Start of Records to process

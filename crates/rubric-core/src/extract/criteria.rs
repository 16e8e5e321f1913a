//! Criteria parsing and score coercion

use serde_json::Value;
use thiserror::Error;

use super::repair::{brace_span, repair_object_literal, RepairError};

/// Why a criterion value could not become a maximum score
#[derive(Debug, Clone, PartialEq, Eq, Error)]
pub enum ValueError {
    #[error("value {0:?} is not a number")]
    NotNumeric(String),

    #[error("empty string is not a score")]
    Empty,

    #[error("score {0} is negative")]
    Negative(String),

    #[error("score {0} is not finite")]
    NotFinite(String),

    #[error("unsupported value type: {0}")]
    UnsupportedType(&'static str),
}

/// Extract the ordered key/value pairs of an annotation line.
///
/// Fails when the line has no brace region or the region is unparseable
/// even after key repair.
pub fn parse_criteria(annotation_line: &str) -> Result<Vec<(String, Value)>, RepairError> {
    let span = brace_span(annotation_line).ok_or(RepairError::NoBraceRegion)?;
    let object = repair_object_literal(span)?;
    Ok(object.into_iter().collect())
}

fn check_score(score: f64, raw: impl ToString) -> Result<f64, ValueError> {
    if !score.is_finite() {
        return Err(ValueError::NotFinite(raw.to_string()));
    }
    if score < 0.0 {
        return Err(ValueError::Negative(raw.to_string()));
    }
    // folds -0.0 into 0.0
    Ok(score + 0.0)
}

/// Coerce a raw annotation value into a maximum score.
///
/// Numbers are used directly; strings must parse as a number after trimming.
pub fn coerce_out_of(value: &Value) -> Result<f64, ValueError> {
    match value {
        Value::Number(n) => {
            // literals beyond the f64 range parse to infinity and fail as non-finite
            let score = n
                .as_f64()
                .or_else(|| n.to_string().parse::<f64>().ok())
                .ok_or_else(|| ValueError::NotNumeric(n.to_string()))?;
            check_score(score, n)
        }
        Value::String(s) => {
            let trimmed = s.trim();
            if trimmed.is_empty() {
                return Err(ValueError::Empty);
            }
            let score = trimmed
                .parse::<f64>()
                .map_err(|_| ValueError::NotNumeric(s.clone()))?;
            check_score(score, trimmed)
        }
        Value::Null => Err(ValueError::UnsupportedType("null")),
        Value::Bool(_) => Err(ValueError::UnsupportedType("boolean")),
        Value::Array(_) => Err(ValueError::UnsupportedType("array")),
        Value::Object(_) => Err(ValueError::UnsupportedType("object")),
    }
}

End of Records to process

Exercise directions =
Show every line from the entries that includes the word "RepairError".

Result below =
use super::repair::{brace_span, repair_object_literal, RepairError};
pub fn parse_criteria(annotation_line: &str) -> Result<Vec<(String, Value)>, RepairError> {
    let span = brace_span(annotation_line).ok_or(RepairError::NoBraceRegion)?;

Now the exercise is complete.